+++ DATA TO PROCESS +++
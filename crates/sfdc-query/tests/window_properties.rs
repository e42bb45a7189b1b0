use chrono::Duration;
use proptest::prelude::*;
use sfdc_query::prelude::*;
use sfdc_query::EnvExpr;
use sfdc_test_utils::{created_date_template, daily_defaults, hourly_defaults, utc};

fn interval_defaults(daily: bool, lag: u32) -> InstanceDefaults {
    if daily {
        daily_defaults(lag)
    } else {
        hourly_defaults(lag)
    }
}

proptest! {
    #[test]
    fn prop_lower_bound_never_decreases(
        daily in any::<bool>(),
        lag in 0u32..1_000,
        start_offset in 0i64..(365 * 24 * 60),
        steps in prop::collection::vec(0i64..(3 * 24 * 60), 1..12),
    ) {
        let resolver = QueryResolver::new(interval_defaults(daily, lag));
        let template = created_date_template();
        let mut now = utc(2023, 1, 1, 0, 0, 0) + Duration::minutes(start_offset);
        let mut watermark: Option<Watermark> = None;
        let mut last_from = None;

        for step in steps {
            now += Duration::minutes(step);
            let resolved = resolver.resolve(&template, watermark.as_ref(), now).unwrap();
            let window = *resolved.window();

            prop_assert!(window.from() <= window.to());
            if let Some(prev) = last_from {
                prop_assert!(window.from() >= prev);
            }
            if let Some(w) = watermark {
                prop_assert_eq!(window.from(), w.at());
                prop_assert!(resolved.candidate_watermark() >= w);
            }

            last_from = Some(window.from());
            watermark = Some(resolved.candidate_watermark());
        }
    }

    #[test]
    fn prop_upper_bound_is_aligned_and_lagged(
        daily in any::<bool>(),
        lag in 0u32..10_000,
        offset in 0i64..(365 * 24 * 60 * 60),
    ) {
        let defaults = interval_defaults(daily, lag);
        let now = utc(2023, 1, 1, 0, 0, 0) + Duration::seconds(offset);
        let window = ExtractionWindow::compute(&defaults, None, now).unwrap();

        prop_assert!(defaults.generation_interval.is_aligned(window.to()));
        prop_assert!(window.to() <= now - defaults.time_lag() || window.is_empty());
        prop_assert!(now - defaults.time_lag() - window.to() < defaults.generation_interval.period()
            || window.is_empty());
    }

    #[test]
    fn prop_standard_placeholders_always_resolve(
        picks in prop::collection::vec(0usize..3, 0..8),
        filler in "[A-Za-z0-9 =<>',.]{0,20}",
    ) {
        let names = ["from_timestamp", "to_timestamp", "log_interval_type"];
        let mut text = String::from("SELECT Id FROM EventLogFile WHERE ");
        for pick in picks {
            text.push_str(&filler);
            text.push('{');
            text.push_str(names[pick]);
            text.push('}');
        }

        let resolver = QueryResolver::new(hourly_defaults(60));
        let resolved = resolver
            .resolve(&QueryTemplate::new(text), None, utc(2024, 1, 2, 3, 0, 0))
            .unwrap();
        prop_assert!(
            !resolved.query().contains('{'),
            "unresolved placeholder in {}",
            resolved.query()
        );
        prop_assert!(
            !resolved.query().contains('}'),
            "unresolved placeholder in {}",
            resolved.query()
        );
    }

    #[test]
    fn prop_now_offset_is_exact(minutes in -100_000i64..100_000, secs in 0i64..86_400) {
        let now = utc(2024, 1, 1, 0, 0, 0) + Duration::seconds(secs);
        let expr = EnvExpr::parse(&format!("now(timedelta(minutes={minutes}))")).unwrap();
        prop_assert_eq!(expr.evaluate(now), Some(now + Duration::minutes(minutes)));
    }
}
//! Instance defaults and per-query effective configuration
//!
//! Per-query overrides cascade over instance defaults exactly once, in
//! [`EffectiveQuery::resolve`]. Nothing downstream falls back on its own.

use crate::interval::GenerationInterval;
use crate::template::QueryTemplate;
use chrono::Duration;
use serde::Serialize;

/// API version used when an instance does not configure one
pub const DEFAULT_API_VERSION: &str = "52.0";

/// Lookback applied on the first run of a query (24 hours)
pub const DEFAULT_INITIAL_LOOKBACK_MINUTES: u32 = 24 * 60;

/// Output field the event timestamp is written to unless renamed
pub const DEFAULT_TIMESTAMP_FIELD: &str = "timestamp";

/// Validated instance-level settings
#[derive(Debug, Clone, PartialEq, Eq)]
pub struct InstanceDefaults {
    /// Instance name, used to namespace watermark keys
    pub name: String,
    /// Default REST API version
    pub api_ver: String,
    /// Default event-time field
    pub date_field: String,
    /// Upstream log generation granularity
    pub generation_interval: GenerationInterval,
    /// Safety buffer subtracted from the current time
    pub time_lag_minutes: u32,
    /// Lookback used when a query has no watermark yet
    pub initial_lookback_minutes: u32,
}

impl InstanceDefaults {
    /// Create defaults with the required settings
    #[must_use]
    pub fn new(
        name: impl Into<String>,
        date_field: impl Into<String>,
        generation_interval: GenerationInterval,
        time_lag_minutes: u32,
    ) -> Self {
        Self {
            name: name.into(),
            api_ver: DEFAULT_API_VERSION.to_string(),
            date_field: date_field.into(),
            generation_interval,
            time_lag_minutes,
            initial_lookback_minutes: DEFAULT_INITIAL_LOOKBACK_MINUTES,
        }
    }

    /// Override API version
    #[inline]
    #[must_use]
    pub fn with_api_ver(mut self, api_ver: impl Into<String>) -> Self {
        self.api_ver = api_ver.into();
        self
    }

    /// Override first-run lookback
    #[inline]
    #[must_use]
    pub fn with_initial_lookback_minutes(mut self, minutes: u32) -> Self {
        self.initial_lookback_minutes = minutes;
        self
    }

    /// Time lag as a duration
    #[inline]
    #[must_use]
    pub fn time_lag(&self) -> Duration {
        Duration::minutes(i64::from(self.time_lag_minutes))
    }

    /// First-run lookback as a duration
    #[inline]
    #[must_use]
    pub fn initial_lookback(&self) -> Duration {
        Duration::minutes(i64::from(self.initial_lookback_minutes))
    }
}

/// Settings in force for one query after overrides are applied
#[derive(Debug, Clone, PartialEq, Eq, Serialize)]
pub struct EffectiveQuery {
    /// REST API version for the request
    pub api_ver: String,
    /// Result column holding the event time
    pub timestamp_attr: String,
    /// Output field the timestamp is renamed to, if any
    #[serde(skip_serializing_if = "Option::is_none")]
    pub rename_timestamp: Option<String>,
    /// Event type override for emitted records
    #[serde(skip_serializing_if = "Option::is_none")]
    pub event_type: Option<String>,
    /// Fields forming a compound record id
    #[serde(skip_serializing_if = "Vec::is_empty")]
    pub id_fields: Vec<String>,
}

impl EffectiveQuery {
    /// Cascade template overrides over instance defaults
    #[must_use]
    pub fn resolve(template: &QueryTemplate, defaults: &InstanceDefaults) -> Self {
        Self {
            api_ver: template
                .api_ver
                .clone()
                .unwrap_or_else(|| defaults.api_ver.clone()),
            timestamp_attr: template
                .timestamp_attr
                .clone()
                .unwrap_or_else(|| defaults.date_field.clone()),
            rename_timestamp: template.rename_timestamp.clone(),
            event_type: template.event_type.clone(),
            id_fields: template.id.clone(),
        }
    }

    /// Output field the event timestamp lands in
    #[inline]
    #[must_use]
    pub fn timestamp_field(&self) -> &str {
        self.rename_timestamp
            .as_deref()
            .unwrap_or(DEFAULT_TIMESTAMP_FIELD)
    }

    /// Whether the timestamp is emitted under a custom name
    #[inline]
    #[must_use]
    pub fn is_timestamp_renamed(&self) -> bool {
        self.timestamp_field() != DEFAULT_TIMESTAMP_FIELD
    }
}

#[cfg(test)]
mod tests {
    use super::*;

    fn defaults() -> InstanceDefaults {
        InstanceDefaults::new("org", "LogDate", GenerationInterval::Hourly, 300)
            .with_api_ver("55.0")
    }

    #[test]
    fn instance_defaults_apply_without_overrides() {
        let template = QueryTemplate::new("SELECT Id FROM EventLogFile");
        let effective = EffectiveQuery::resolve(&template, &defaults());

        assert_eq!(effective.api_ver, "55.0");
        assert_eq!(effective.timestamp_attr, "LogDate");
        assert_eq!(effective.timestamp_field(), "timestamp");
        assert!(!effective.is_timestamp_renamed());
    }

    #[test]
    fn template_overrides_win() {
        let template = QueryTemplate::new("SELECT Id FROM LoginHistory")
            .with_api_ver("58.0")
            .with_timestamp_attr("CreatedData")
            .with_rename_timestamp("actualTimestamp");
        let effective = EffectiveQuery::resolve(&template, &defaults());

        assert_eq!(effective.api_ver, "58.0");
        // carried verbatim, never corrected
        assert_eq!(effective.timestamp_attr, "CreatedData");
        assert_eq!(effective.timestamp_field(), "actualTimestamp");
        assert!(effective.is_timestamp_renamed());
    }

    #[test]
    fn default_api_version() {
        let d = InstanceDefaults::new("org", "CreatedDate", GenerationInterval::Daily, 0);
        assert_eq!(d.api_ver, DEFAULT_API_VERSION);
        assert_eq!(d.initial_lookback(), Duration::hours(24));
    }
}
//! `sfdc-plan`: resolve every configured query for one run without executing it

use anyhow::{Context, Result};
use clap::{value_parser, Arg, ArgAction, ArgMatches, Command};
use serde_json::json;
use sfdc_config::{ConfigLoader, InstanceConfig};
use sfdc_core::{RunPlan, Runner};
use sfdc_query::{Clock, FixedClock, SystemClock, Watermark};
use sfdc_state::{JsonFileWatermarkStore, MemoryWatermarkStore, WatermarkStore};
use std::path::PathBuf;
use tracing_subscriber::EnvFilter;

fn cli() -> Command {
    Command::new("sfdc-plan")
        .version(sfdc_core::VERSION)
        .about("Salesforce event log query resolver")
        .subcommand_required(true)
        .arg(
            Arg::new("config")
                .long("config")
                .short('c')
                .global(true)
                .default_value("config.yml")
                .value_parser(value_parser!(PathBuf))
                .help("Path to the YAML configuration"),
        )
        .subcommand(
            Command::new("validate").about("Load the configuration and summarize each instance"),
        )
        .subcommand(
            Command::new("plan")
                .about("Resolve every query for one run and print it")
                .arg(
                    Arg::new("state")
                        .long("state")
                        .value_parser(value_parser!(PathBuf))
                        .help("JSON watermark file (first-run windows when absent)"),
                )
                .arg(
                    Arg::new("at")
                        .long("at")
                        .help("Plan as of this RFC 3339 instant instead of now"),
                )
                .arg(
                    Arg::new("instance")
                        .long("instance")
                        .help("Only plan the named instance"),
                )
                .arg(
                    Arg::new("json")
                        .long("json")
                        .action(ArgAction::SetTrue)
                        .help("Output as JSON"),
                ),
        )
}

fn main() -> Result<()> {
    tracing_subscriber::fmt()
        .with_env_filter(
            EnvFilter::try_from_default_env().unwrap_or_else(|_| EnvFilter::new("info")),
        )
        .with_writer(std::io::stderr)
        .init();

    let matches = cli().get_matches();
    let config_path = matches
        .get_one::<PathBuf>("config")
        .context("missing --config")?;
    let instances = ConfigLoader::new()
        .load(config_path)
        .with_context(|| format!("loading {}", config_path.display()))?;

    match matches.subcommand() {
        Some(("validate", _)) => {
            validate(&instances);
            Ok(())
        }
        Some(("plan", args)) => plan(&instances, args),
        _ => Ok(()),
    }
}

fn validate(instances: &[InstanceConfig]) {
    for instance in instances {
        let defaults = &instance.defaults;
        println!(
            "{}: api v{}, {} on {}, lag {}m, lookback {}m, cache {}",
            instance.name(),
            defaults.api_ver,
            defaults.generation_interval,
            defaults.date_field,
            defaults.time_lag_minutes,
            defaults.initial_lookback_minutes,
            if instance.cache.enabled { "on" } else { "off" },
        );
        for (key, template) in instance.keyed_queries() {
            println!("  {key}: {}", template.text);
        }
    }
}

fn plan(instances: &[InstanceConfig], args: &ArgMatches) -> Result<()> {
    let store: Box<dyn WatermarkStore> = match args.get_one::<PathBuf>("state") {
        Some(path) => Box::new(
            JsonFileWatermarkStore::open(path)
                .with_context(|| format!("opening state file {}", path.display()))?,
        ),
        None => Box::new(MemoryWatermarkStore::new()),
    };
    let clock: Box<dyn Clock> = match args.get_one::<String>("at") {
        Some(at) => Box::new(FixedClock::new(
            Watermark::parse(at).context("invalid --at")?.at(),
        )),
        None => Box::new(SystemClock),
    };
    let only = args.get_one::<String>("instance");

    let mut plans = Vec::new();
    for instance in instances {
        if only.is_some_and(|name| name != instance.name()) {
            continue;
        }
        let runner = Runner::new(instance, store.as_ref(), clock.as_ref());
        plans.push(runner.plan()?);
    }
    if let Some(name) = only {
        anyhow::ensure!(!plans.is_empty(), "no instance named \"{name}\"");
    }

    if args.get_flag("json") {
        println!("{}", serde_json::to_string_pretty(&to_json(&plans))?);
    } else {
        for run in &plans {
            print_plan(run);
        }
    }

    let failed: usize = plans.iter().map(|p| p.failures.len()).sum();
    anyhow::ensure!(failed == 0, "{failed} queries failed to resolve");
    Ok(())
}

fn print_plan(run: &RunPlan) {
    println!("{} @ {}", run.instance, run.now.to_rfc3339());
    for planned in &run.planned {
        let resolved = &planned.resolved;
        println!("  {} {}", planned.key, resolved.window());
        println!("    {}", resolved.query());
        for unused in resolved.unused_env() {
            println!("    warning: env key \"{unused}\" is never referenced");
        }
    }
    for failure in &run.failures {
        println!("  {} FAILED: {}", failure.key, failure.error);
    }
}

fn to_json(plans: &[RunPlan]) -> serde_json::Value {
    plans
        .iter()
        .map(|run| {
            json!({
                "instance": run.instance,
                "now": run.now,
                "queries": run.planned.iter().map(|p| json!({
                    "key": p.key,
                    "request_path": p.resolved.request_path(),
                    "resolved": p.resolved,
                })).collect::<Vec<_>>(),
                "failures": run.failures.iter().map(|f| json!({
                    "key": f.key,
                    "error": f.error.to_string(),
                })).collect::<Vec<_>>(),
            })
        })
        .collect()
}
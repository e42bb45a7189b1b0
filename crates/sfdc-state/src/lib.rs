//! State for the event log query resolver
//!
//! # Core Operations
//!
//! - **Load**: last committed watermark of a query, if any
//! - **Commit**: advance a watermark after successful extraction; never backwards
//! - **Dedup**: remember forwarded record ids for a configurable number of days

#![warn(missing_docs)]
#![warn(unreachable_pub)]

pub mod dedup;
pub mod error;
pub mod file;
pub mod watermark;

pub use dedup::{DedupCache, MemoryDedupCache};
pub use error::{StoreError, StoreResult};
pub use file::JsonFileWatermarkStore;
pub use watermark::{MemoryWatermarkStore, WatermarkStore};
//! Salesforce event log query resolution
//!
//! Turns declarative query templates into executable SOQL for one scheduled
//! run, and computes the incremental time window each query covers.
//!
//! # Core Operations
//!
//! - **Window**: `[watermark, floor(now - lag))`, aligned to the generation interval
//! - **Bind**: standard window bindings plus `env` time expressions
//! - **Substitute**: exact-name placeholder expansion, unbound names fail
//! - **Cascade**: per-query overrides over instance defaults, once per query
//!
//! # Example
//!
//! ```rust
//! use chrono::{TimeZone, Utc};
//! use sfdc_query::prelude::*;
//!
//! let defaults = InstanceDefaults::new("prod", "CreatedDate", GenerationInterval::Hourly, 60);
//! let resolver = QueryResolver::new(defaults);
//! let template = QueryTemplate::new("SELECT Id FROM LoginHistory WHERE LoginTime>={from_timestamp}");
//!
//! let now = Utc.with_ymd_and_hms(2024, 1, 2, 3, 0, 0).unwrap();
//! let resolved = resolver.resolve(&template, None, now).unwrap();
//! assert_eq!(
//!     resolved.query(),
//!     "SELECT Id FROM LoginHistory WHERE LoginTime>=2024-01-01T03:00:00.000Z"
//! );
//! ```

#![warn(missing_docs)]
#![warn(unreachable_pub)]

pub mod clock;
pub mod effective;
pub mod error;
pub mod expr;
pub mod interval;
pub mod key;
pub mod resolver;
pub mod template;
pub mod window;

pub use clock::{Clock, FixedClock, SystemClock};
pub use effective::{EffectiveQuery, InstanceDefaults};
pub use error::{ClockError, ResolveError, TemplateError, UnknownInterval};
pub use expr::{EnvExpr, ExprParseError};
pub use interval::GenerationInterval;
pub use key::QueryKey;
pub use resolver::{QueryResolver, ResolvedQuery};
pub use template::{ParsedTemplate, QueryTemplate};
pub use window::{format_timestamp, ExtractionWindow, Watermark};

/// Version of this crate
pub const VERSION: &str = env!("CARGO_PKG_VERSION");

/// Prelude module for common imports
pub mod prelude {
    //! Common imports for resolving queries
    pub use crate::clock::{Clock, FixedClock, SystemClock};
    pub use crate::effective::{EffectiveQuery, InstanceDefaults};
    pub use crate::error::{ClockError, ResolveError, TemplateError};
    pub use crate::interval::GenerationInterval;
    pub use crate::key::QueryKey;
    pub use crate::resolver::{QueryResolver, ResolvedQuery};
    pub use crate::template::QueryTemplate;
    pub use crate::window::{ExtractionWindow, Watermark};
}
+++
PROBLEM DETAILS » Filter the listing above so that only lines holding the word "WHERE" remain, and report those lines.

YOUR RESPONSE »
        let mut text = String::from("SELECT Id FROM EventLogFile WHERE ");
//! let template = QueryTemplate::new("SELECT Id FROM LoginHistory WHERE LoginTime>={from_timestamp}");
//!     "SELECT Id FROM LoginHistory WHERE LoginTime>=2024-01-01T03:00:00.000Z"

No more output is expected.